Posted on May 23, 2014

Castes of termite Zootermopsis nevadensis

A team of international researchers has sequenced the genome of the Nevada dampwood termite (Zootermopsis nevadensis). The researchers include North Carolina State University entomologists, Arizona State University scientists and Michael Scharf, a Purdue University professor of entomology. The image above shows various castes of the termite Zootermopsis nevadensis.

The dampwood termite is one of the world's most primitive social insects. Termites are not closely related to Hymenopterans, which includes bees and ants, but the study found some key similarities between dampwood termites and other social insects. For example, many of the termite genes involved in sex and caste determination appear to also be present in ants. The study also found differences. A major difference discovered by the research is that termites have fewer receptors associated with smell than other social insects.
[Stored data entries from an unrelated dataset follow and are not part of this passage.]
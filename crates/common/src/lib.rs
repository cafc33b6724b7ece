//! Common utilities and types shared across the catalog crates.

pub mod config;
pub mod error;
pub mod hash;

pub use config::{BlueprintSettings, CatalogConfig, ChangelogSettings};
pub use error::{Error, Result};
Dr. R. Michael Roe, an NC State professor of entomology and co-author of the paper, says in a statement, "These sensory receptors may not be as important to being social as we previously believed, at least for these more primitive termites. These findings also show that you can't make assumptions about termites by studying ants - it's important to study both as comprehensively as possible."

Jurgen Liebig, associate professor with ASU's School of Life Sciences, says in a separate release, "Compared to the societies of mount building termites and the ant, bee and wasp societies, dampwood termites live in a piece of wood that they do not leave for foraging. They have less of a need for sophisticated communication and discrimination of foreign individuals. The low number of olfactory receptors we found in the genome seems to be an indication of this reduced need for olfactory abilities."
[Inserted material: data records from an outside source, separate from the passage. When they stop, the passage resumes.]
//! Checking catalog entities against their blueprint.

use crate::model::{Blueprint, ItemsDefinition, Property, PropertyFormat, PropertyType};
use indexmap::IndexMap;
use regex::Regex;
use serde::{Deserialize, Serialize};
use serde_json::Value;
use std::fmt;
use std::net::{Ipv4Addr, Ipv6Addr};
use std::sync::LazyLock;
use thiserror::Error;

static URL_PATTERN: LazyLock<Regex> =
    LazyLock::new(|| Regex::new(r"^[A-Za-z][A-Za-z0-9+.\-]*://[^\s/?#]+[^\s]*$").unwrap());

static EMAIL_PATTERN: LazyLock<Regex> =
    LazyLock::new(|| Regex::new(r"^[^@\s]+@[^@\s]+\.[^@\s]+$").unwrap());

/// An instance of a blueprint, as ingested into the catalog.
#[derive(Debug, Clone, PartialEq, Serialize, Deserialize)]
pub struct Entity {
    pub identifier: String,
    #[serde(default, skip_serializing_if = "Option::is_none")]
    pub title: Option<String>,
    /// Blueprint identifier, when the entity names it.
    #[serde(default, skip_serializing_if = "Option::is_none")]
    pub blueprint: Option<String>,
    #[serde(default)]
    pub properties: IndexMap<String, Value>,
    /// Relation name to related identifier(s).
    #[serde(default)]
    pub relations: IndexMap<String, Value>,
}

/// What is wrong with an entity field.
#[derive(Error, Debug, Clone, PartialEq)]
pub enum EntityViolationKind {
    #[error("property is not declared by the blueprint")]
    UnknownProperty,

    #[error("relation is not declared by the blueprint")]
    UnknownRelation,

    #[error("required property is missing")]
    MissingRequiredProperty,

    #[error("required relation has no related entity")]
    MissingRequiredRelation,

    #[error("expected {expected}, found {found}")]
    TypeMismatch {
        expected: PropertyType,
        found: &'static str,
    },

    #[error("`{value}` is not a valid {format}")]
    InvalidFormat {
        format: PropertyFormat,
        value: String,
    },

    #[error("`{value}` is not one of the enum values")]
    NotInEnum { value: String },

    #[error("expected {}", relation_shape(.many))]
    InvalidRelationValue { many: bool },

    #[error("entity names blueprint `{found}`")]
    BlueprintMismatch { found: String },
}

/// One problem with one field of an entity.
#[derive(Debug, Clone, PartialEq)]
pub struct EntityViolation {
    /// `properties.<name>`, `relations.<name>` or `blueprint`.
    pub field: String,
    pub kind: EntityViolationKind,
}

impl fmt::Display for EntityViolation {
    fn fmt(&self, f: &mut fmt::Formatter<'_>) -> fmt::Result {
        write!(f, "{}: {}", self.field, self.kind)
    }
}

/// The entity does not conform to its blueprint.
#[derive(Error, Debug, Clone, PartialEq)]
#[error("Entity `{entity}` does not match blueprint `{blueprint}`: {}", join(.violations))]
pub struct EntityError {
    pub entity: String,
    pub blueprint: String,
    pub violations: Vec<EntityViolation>,
}

fn relation_shape(many: &bool) -> &'static str {
    if *many {
        "an array of identifiers"
    } else {
        "a single identifier or null"
    }
}

fn join(violations: &[EntityViolation]) -> String {
    violations
        .iter()
        .map(|v| v.to_string())
        .collect::<Vec<_>>()
        .join("; ")
}

/// Check an entity's properties and relations against a blueprint.
pub fn validate_entity(blueprint: &Blueprint, entity: &Entity) -> Result<(), EntityError> {
    let mut violations = Vec::new();
    let mut push = |field: String, kind: EntityViolationKind| {
        violations.push(EntityViolation { field, kind });
    };

    if let Some(named) = &entity.blueprint {
        if named != &blueprint.identifier {
            push(
                "blueprint".to_string(),
                EntityViolationKind::BlueprintMismatch {
                    found: named.clone(),
                },
            );
        }
    }

    for (name, value) in &entity.properties {
        let field = format!("properties.{}", name);
        match blueprint.property(name) {
            None => push(field, EntityViolationKind::UnknownProperty),
            Some(_) if value.is_null() => {}
            Some(property) => {
                if let Err(kind) = check_property(property, value) {
                    push(field, kind);
                }
            }
        }
    }

    for name in blueprint.schema.required() {
        let present = entity
            .properties
            .get(name)
            .map(|v| !v.is_null())
            .unwrap_or(false);
        if !present {
            push(
                format!("properties.{}", name),
                EntityViolationKind::MissingRequiredProperty,
            );
        }
    }

    for (name, value) in &entity.relations {
        let field = format!("relations.{}", name);
        let Some(relation) = blueprint.relation(name) else {
            push(field, EntityViolationKind::UnknownRelation);
            continue;
        };

        let well_formed = match value {
            Value::Null => true,
            Value::String(_) => !relation.many,
            Value::Array(items) => relation.many && items.iter().all(Value::is_string),
            _ => false,
        };
        if !well_formed {
            push(
                field,
                EntityViolationKind::InvalidRelationValue {
                    many: relation.many,
                },
            );
        }
    }

    for (name, relation) in blueprint.relations() {
        if !relation.required {
            continue;
        }
        let related = match entity.relations.get(name) {
            Some(Value::String(_)) => true,
            Some(Value::Array(items)) => !items.is_empty(),
            _ => false,
        };
        if !related {
            push(
                format!("relations.{}", name),
                EntityViolationKind::MissingRequiredRelation,
            );
        }
    }

    if violations.is_empty() {
        Ok(())
    } else {
        Err(EntityError {
            entity: entity.identifier.clone(),
            blueprint: blueprint.identifier.clone(),
            violations,
        })
    }
}

fn check_property(property: &Property, value: &Value) -> Result<(), EntityViolationKind> {
    check_value(property.property_type, property.format, value)?;

    if let (Some(values), Some(actual)) = (&property.enum_values, value.as_str()) {
        if !values.iter().any(|v| v == actual) {
            return Err(EntityViolationKind::NotInEnum {
                value: actual.to_string(),
            });
        }
    }

    if let (Some(items), Some(elements)) = (&property.items, value.as_array()) {
        check_items(items, elements)?;
    }

    Ok(())
}

fn check_items(items: &ItemsDefinition, elements: &[Value]) -> Result<(), EntityViolationKind> {
    for element in elements {
        check_value(items.item_type, items.format, element)?;
    }
    Ok(())
}

fn check_value(
    expected: PropertyType,
    format: Option<PropertyFormat>,
    value: &Value,
) -> Result<(), EntityViolationKind> {
    let matches = match expected {
        PropertyType::String => value.is_string(),
        PropertyType::Number => value.is_number(),
        PropertyType::Boolean => value.is_boolean(),
        PropertyType::Object => value.is_object(),
        PropertyType::Array => value.is_array(),
    };
    if !matches {
        return Err(EntityViolationKind::TypeMismatch {
            expected,
            found: json_type_name(value),
        });
    }

    match (format, value.as_str()) {
        (Some(format), Some(text)) if !format_matches(format, text) => {
            Err(EntityViolationKind::InvalidFormat {
                format,
                value: text.to_string(),
            })
        }
        _ => Ok(()),
    }
}

fn format_matches(format: PropertyFormat, text: &str) -> bool {
    match format {
        PropertyFormat::DateTime | PropertyFormat::Timer => {
            chrono::DateTime::parse_from_rfc3339(text).is_ok()
        }
        PropertyFormat::Url => URL_PATTERN.is_match(text),
        PropertyFormat::Email | PropertyFormat::User => EMAIL_PATTERN.is_match(text),
        PropertyFormat::Ipv4 => text.parse::<Ipv4Addr>().is_ok(),
        PropertyFormat::Ipv6 => text.parse::<Ipv6Addr>().is_ok(),
        // Free-form content
        PropertyFormat::Markdown
        | PropertyFormat::Yaml
        | PropertyFormat::Team
        | PropertyFormat::Proto => true,
    }
}

fn json_type_name(value: &Value) -> &'static str {
    match value {
        Value::Null => "null",
        Value::Bool(_) => "boolean",
        Value::Number(_) => "number",
        Value::String(_) => "string",
        Value::Array(_) => "array",
        Value::Object(_) => "object",
    }
}

#[cfg(test)]
mod tests {
    use super::*;
    use crate::argocd::{argocd_blueprints, ARGOCD_APPLICATION, ARGOCD_PROJECT};
    use serde_json::json;

    fn application() -> Blueprint {
        argocd_blueprints()
            .unwrap()
            .into_iter()
            .find(|b| b.identifier == ARGOCD_APPLICATION)
            .unwrap()
    }

    fn entity(raw: Value) -> Entity {
        serde_json::from_value(raw).unwrap()
    }

    #[test]
    fn test_valid_application() {
        let app = entity(json!({
            "identifier": "guestbook",
            "title": "guestbook",
            "blueprint": "argocdApplication",
            "properties": {
                "gitRepo": "https://github.com/argoproj/argocd-example-apps",
                "gitPath": "guestbook",
                "syncStatus": "Synced",
                "healthStatus": "Healthy",
                "createdAt": "2024-03-03T10:15:00Z",
                "labels": {"team": "platform"},
                "syncedImages": ["gcr.io/heptio-images/ks-guestbook-demo:0.2"],
                "revision": null
            },
            "relations": {"project": "default"}
        }));
        assert!(validate_entity(&application(), &app).is_ok());
    }

    #[test]
    fn test_value_outside_enum() {
        let app = entity(json!({
            "identifier": "guestbook",
            "properties": {"syncStatus": "Pruned"}
        }));
        let err = validate_entity(&application(), &app).unwrap_err();
        assert_eq!(err.violations[0].field, "properties.syncStatus");
        assert_eq!(
            err.violations[0].kind,
            EntityViolationKind::NotInEnum {
                value: "Pruned".to_string()
            }
        );
    }

    #[test]
    fn test_format_and_type_checks() {
        let app = entity(json!({
            "identifier": "guestbook",
            "properties": {
                "gitRepo": "not a url",
                "createdAt": "yesterday",
                "labels": "team=platform",
                "syncedImages": [1, 2]
            }
        }));
        let err = validate_entity(&application(), &app).unwrap_err();
        let fields: Vec<_> = err.violations.iter().map(|v| v.field.as_str()).collect();
        assert_eq!(
            fields,
            vec![
                "properties.createdAt",
                "properties.gitRepo",
                "properties.labels",
                "properties.syncedImages"
            ]
        );
        assert_eq!(
            err.violations[2].kind,
            EntityViolationKind::TypeMismatch {
                expected: PropertyType::Object,
                found: "string"
            }
        );
    }

    #[test]
    fn test_unknown_fields_and_relation_shape() {
        let app = entity(json!({
            "identifier": "guestbook",
            "blueprint": "argocdProject",
            "properties": {"color": "blue"},
            "relations": {"project": ["default"], "owner": "team-a"}
        }));
        let err = validate_entity(&application(), &app).unwrap_err();
        let kinds: Vec<_> = err.violations.iter().map(|v| v.kind.clone()).collect();
        assert_eq!(
            kinds,
            vec![
                EntityViolationKind::BlueprintMismatch {
                    found: ARGOCD_PROJECT.to_string()
                },
                EntityViolationKind::UnknownProperty,
                EntityViolationKind::UnknownRelation,
                EntityViolationKind::InvalidRelationValue { many: false },
            ]
        );
        assert!(err.to_string().contains("guestbook"));
    }

    #[test]
    fn test_required_fields() {
        let mut blueprint = application();
        blueprint.schema.required = Some(vec!["syncStatus".to_string()]);
        if let Some(relations) = blueprint.relations.as_mut() {
            relations.get_mut("project").unwrap().required = true;
        }

        let app = entity(json!({"identifier": "guestbook", "relations": {"project": null}}));
        let err = validate_entity(&blueprint, &app).unwrap_err();
        let kinds: Vec<_> = err.violations.iter().map(|v| v.kind.clone()).collect();
        assert_eq!(
            kinds,
            vec![
                EntityViolationKind::MissingRequiredProperty,
                EntityViolationKind::MissingRequiredRelation,
            ]
        );
    }

    #[test]
    fn test_ip_formats() {
        assert!(format_matches(PropertyFormat::Ipv4, "10.0.0.1"));
        assert!(!format_matches(PropertyFormat::Ipv4, "10.0.0.256"));
        assert!(format_matches(PropertyFormat::Ipv6, "::1"));
        assert!(format_matches(PropertyFormat::Email, "dev@example.com"));
        assert!(!format_matches(PropertyFormat::Email, "dev@"));
    }
}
Purdue University professor of entomology Michael Scharf and eastern subterranean termites

Scharf, the O. Wayne Rollins/Orkin Chair in Molecular Physiology and Urban Entomology at Purdue, is pictured above holding a piece of wood containing eastern subterranean termites. Scharf says in a release, "The termite genome reveals many unique genetic targets that can be disrupted for better termite control. Depending on which gene or protein that is targeted, we could disrupt termites' neurological processes, molting, digestive factors or cuticle formation. We're just limited by our imagination."

Scharf also says, "While current pesticides are very effective products, the problem is that you're injecting large volumes of them into the soil around the house. It would be nice to move to a greener technology, and that's what the genome sequence could enable us to do."

A research paper, "Molecular traces of alternative social organization in a termite genome," was published here in Nature Communications.